While the action in Burton’s follow-up is certainly an improvement from its predecessor, much of the filmmaker’s focus seems to be on crafting these attributes to clarity in sacrifice for what turns out to be a film with an overabundance of plot, grand events, and rushed turning points, along with a questionable amount of elongated sequences used to explicate the insane chunk of characters this movie crowds into two hours—a computer-tech-reliant Michael Keaton Batman, a dorky turned sensual woman dressed in tights, a viciously perverted man who had been outcasted by society due to his physical deformities, and a super-rich + powerful Christopher Walkens. This movie was also the beginning of the franchise’s progressive increase in ridiculed cheesiness which, by the time we got to Batman Forever and especially Batman & Robin, hit a head-hurting benchmark of “too much to handle.”

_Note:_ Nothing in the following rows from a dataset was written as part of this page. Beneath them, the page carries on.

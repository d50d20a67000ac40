//! # Size Formatting
//!
//! Human-readable byte counts for status reports.
//!
//! Uses integer arithmetic only: the value is scaled to hundredths of the
//! chosen unit and rounded half up.

/// Units in ascending order, each 1024 times the previous.
const UNITS: [&str; 5] = ["B", "KB", "MB", "GB", "TB"];

/// Format a byte count as `"<value with two decimals> <unit>"`.
///
/// Zero is special-cased as `"0 B"`.
///
/// ```
/// use bookvault_core::format_size;
///
/// assert_eq!(format_size(0), "0 B");
/// assert_eq!(format_size(1536), "1.50 KB");
/// ```
#[must_use]
pub fn format_size(size_bytes: u64) -> String {
    if size_bytes == 0 {
        return String::from("0 B");
    }

    let bytes = u128::from(size_bytes);
    let mut unit = 0;
    let mut divisor: u128 = 1;
    while bytes >= divisor * 1024 && unit < UNITS.len() - 1 {
        divisor *= 1024;
        unit += 1;
    }

    let hundredths = (bytes * 100 + divisor / 2) / divisor;
    format!("{}.{:02} {}", hundredths / 100, hundredths % 100, UNITS[unit])
}

// =============================================================================
// TESTS
// =============================================================================
//! # HTTP API
//!
//! axum router for the backup/restore endpoints and the static frontend.
//!
//! | Method | Path | Handler |
//! |--------|------|---------|
//! | GET  | `/backup` | stream a fresh archive of all databases |
//! | GET  | `/backup/verify` | compare a client checksum with a kept archive |
//! | GET  | `/backup/status` | existence and size of every database |
//! | POST | `/restore` | single or chunked archive upload, then restore |
//! | GET  | `/operation/status/{upload_id}` | progress of a restore |
//! | GET  | anything else | files from the public directory |

mod backup;
mod error;
mod restore;

pub use error::ApiError;

use crate::config::ServerConfig;
use axum::Router;
use axum::extract::DefaultBodyLimit;
use axum::routing::{get, post};
use bookvault_core::OperationRegistry;
use std::sync::{Arc, Mutex, MutexGuard};
use tower::ServiceBuilder;
use tower_http::cors::CorsLayer;
use tower_http::services::ServeDir;
use tower_http::trace::TraceLayer;
use tracing::info;

/// Registry shared between handlers and cleanup tasks.
pub type SharedRegistry = Arc<Mutex<OperationRegistry>>;

/// Shared server state.
#[derive(Clone)]
pub struct AppState {
    pub config: Arc<ServerConfig>,
    pub operations: SharedRegistry,
}

impl AppState {
    /// Create state with an empty operation registry.
    #[must_use]
    pub fn new(config: ServerConfig) -> Self {
        Self {
            config: Arc::new(config),
            operations: Arc::new(Mutex::new(OperationRegistry::new())),
        }
    }

    /// Lock the operation registry.
    ///
    /// The guard must not be held across an `.await`.
    pub fn registry(&self) -> Result<MutexGuard<'_, OperationRegistry>, ApiError> {
        self.operations
            .lock()
            .map_err(|_| ApiError::internal("Operation registry unavailable"))
    }
}

/// Build the application router.
pub fn build_router(state: AppState) -> Router {
    let static_files = ServeDir::new(&state.config.public_dir).append_index_html_on_directories(true);
    let body_limit = state.config.max_upload_bytes;

    Router::new()
        .route("/backup", get(backup::download_handler))
        .route("/backup/verify", get(backup::verify_handler))
        .route("/backup/status", get(backup::status_handler))
        .route(
            "/restore",
            post(restore::restore_handler).layer(DefaultBodyLimit::max(body_limit)),
        )
        .route(
            "/operation/status/{upload_id}",
            get(restore::operation_status_handler),
        )
        .fallback_service(static_files)
        .layer(
            ServiceBuilder::new()
                .layer(TraceLayer::new_for_http())
                .layer(CorsLayer::permissive()),
        )
        .with_state(state)
}

/// Bind and serve until Ctrl-C or SIGTERM.
pub async fn serve(config: ServerConfig) -> std::io::Result<()> {
    config.prepare()?;
    let bind = config.bind;
    let state = AppState::new(config);
    let app = build_router(state);

    let listener = tokio::net::TcpListener::bind(bind).await?;
    info!(address = %bind, "Bookvault server listening");

    axum::serve(listener, app)
        .with_graceful_shutdown(shutdown_signal())
        .await?;

    info!("Bookvault server stopped");
    Ok(())
}

async fn shutdown_signal() {
    let ctrl_c = async {
        if let Err(e) = tokio::signal::ctrl_c().await {
            tracing::error!(error = %e, "Failed to listen for Ctrl-C");
            std::future::pending::<()>().await;
        }
    };

    #[cfg(unix)]
    let terminate = async {
        match tokio::signal::unix::signal(tokio::signal::unix::SignalKind::terminate()) {
            Ok(mut sig) => {
                sig.recv().await;
            }
            Err(e) => {
                tracing::error!(error = %e, "Failed to listen for SIGTERM");
                std::future::pending::<()>().await;
            }
        }
    };

    #[cfg(not(unix))]
    let terminate = std::future::pending::<()>();

    tokio::select! {
        () = ctrl_c => {}
        () = terminate => {}
    }
    info!("Shutdown signal received");
}
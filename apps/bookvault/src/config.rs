//! # Server Configuration
//!
//! Everything the server needs to know about its surroundings. All relative
//! paths are resolved against a single service root, which defaults to the
//! working directory.

use bookvault_core::{
    BACKUP_RETENTION, BACKUPS_DIR, DEFAULT_CHUNK_SIZE, DEFAULT_DATABASE_PATHS, DatabaseSet,
    OPERATION_RETENTION, UPLOADS_DIR,
};
use std::io;
use std::net::{Ipv4Addr, SocketAddr};
use std::path::{Path, PathBuf};
use std::time::Duration;

/// Port the service listens on unless told otherwise.
pub const DEFAULT_PORT: u16 = 5000;

/// Directory of static frontend files, relative to the root.
pub const DEFAULT_PUBLIC_DIR: &str = "public";

/// Largest accepted restore request body (1 GiB).
pub const DEFAULT_MAX_UPLOAD_BYTES: usize = 1024 * 1024 * 1024;

/// Default bind address: all interfaces, port 5000.
#[must_use]
pub fn default_bind() -> SocketAddr {
    SocketAddr::from((Ipv4Addr::UNSPECIFIED, DEFAULT_PORT))
}

/// Resolved server configuration.
#[derive(Debug, Clone)]
pub struct ServerConfig {
    pub bind: SocketAddr,
    pub root: PathBuf,
    pub public_dir: PathBuf,
    pub databases: DatabaseSet,
    pub uploads_dir: PathBuf,
    pub backups_dir: PathBuf,
    pub default_chunk_size: usize,
    pub max_upload_bytes: usize,
    pub backup_retention: Duration,
    pub operation_retention: Duration,
}

impl ServerConfig {
    /// Defaults rooted at `root`.
    #[must_use]
    pub fn new(root: impl Into<PathBuf>) -> Self {
        let root = root.into();
        Self {
            bind: default_bind(),
            public_dir: root.join(DEFAULT_PUBLIC_DIR),
            databases: DatabaseSet::rooted(&root, &DEFAULT_DATABASE_PATHS),
            uploads_dir: root.join(UPLOADS_DIR),
            backups_dir: root.join(BACKUPS_DIR),
            default_chunk_size: DEFAULT_CHUNK_SIZE,
            max_upload_bytes: DEFAULT_MAX_UPLOAD_BYTES,
            backup_retention: BACKUP_RETENTION,
            operation_retention: OPERATION_RETENTION,
            root,
        }
    }

    /// Override the bind address.
    #[must_use]
    pub fn with_bind(mut self, bind: SocketAddr) -> Self {
        self.bind = bind;
        self
    }

    /// Override the database list. Relative paths resolve under the root.
    #[must_use]
    pub fn with_databases<P: AsRef<Path>>(mut self, paths: &[P]) -> Self {
        if !paths.is_empty() {
            self.databases = DatabaseSet::rooted(&self.root, paths);
        }
        self
    }

    /// Override the static files directory. Relative paths resolve under
    /// the root.
    #[must_use]
    pub fn with_public_dir(mut self, dir: impl AsRef<Path>) -> Self {
        self.public_dir = self.root.join(dir);
        self
    }

    /// Override the restore body limit.
    #[must_use]
    pub fn with_max_upload_bytes(mut self, limit: usize) -> Self {
        self.max_upload_bytes = limit;
        self
    }

    /// Override how long archives and finished operations are kept.
    #[must_use]
    pub fn with_retention(mut self, backups: Duration, operations: Duration) -> Self {
        self.backup_retention = backups;
        self.operation_retention = operations;
        self
    }

    /// `path` relative to the root when it lies under it, otherwise as is.
    #[must_use]
    pub fn relative(&self, path: &Path) -> PathBuf {
        path.strip_prefix(&self.root)
            .map_or_else(|_| path.to_path_buf(), Path::to_path_buf)
    }

    /// Create the working directories the server writes into.
    pub fn prepare(&self) -> io::Result<()> {
        for dir in [&self.public_dir, &self.uploads_dir, &self.backups_dir] {
            std::fs::create_dir_all(dir)?;
        }
        Ok(())
    }
}

impl Default for ServerConfig {
    fn default() -> Self {
        Self::new(".")
    }
}
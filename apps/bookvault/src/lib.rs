//! # Bookvault Library
//!
//! This library exposes the Bookvault modules for testing and integration.
//!
//! The main binary uses these modules through the `main.rs` entry point.

pub mod api;
pub mod cleanup;
pub mod cli;
pub mod config;

// Re-export bookvault_core for convenience
pub use bookvault_core;
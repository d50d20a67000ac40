use axum::Json;
use axum::http::StatusCode;
use axum::response::{IntoResponse, Response};
use serde_json::{Map, Value};

/// A JSON error response: `{"error": "...", ...}`.
#[derive(Debug)]
pub struct ApiError {
    status: StatusCode,
    body: Map<String, Value>,
}

impl ApiError {
    pub fn new(status: StatusCode, message: impl Into<String>) -> Self {
        let mut body = Map::new();
        body.insert("error".into(), Value::String(message.into()));
        Self { status, body }
    }

    pub fn bad_request(message: impl Into<String>) -> Self {
        Self::new(StatusCode::BAD_REQUEST, message)
    }

    pub fn not_found(message: impl Into<String>) -> Self {
        Self::new(StatusCode::NOT_FOUND, message)
    }

    pub fn internal(message: impl Into<String>) -> Self {
        Self::new(StatusCode::INTERNAL_SERVER_ERROR, message)
    }

    /// Attach an extra field to the body.
    #[must_use]
    pub fn with(mut self, key: &str, value: impl Into<Value>) -> Self {
        self.body.insert(key.to_string(), value.into());
        self
    }

    pub fn status(&self) -> StatusCode {
        self.status
    }

    /// The `error` message.
    pub fn message(&self) -> &str {
        self.body
            .get("error")
            .and_then(Value::as_str)
            .unwrap_or_default()
    }
}

impl IntoResponse for ApiError {
    fn into_response(self) -> Response {
        (self.status, Json(Value::Object(self.body))).into_response()
    }
}
//! Partition selection for produced messages.

use crate::error::BrokerError;
use rand::Rng;
use sha3::{Digest, Sha3_256};

/// Picks the target partition for a message: deterministically from the key
/// when one is given, uniformly at random otherwise.
///
/// The key-based choice sums the hex digits of the SHA3-256 digest of the
/// key and indexes the sorted partition list with the sum modulo the
/// partition count, so a key always lands in the same partition as long as
/// the partition set does not change.
pub fn pick_partition(numbers: &[u32], key: Option<&str>) -> Result<u32, BrokerError> {
    if numbers.is_empty() {
        return Err(BrokerError::BadRequest(
            "the stream has no partitions".to_string(),
        ));
    }
    let index = match key {
        Some(key) => {
            let digest = Sha3_256::digest(key.as_bytes());
            let sum: u64 = digest
                .iter()
                .map(|byte| u64::from((byte >> 4) + (byte & 0x0f)))
                .sum();
            (sum % numbers.len() as u64) as usize
        }
        None => rand::thread_rng().gen_range(0..numbers.len()),
    };
    Ok(numbers[index])
}

#[cfg(test)]
mod tests {
    use super::*;
    use sha3::{Digest, Sha3_256};

    #[test]
    fn keyed_choice_is_deterministic() {
        let numbers = [0, 1, 2];
        let first = pick_partition(&numbers, Some("hello")).unwrap();
        for _ in 0..10 {
            assert_eq!(pick_partition(&numbers, Some("hello")).unwrap(), first);
        }
    }

    #[test]
    fn keyed_choice_matches_the_hex_digit_sum() {
        // Recompute the expected partition from the lowercase hex rendering
        // of the digest, digit by digit, as clients do.
        let numbers = [0, 1, 2, 3, 4];
        for key in ["hello", "stopover", "receiver-17"] {
            let hex = format!("{:x}", Sha3_256::digest(key.as_bytes()));
            let sum: u64 = hex
                .chars()
                .map(|digit| u64::from(digit.to_digit(16).unwrap()))
                .sum();
            let expected = numbers[(sum % numbers.len() as u64) as usize];
            assert_eq!(pick_partition(&numbers, Some(key)).unwrap(), expected);
        }
    }

    #[test]
    fn random_choice_stays_within_the_set() {
        let numbers = [3, 5, 8];
        for _ in 0..50 {
            let picked = pick_partition(&numbers, None).unwrap();
            assert!(numbers.contains(&picked));
        }
    }

    #[test]
    fn empty_partition_set_is_rejected() {
        assert!(pick_partition(&[], None).is_err());
        assert!(pick_partition(&[], Some("hello")).is_err());
    }
}
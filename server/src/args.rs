use clap::Parser;

#[derive(Parser, Debug)]
#[command(author, version, about, long_about = None)]
pub struct Args {
    /// Path to the YAML configuration file.
    #[arg(short, long, default_value = "./config.yaml")]
    pub config: String,
}
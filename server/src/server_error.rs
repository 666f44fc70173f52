use thiserror::Error;

#[derive(Debug, Error)]
pub enum ServerError {
    #[error("cannot load configuration: {0}")]
    ConfigLoad(#[from] figment::Error),
    #[error("the streams dir is not active")]
    StreamsDirNotActive,
    #[error(transparent)]
    Io(#[from] std::io::Error),
}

Yet, Batman Returns is entertaining enough due to the performances that encapsulate these arguably excessive characters. No matter how utterly horny their personas can be or how laughably overkill their origins, destinies, and ambitions are, it’s all, in the end, spared at no expenses in promoting fun and games. If anything, it makes Batman Returns quite special? Big shoutouts to Michell Pfeiffer and Danny Devito—they seriously give it their absolute ALL in this acceptable sequel. 

Verdict: B-

“Batman Returns” is now available to stream on HBO Max.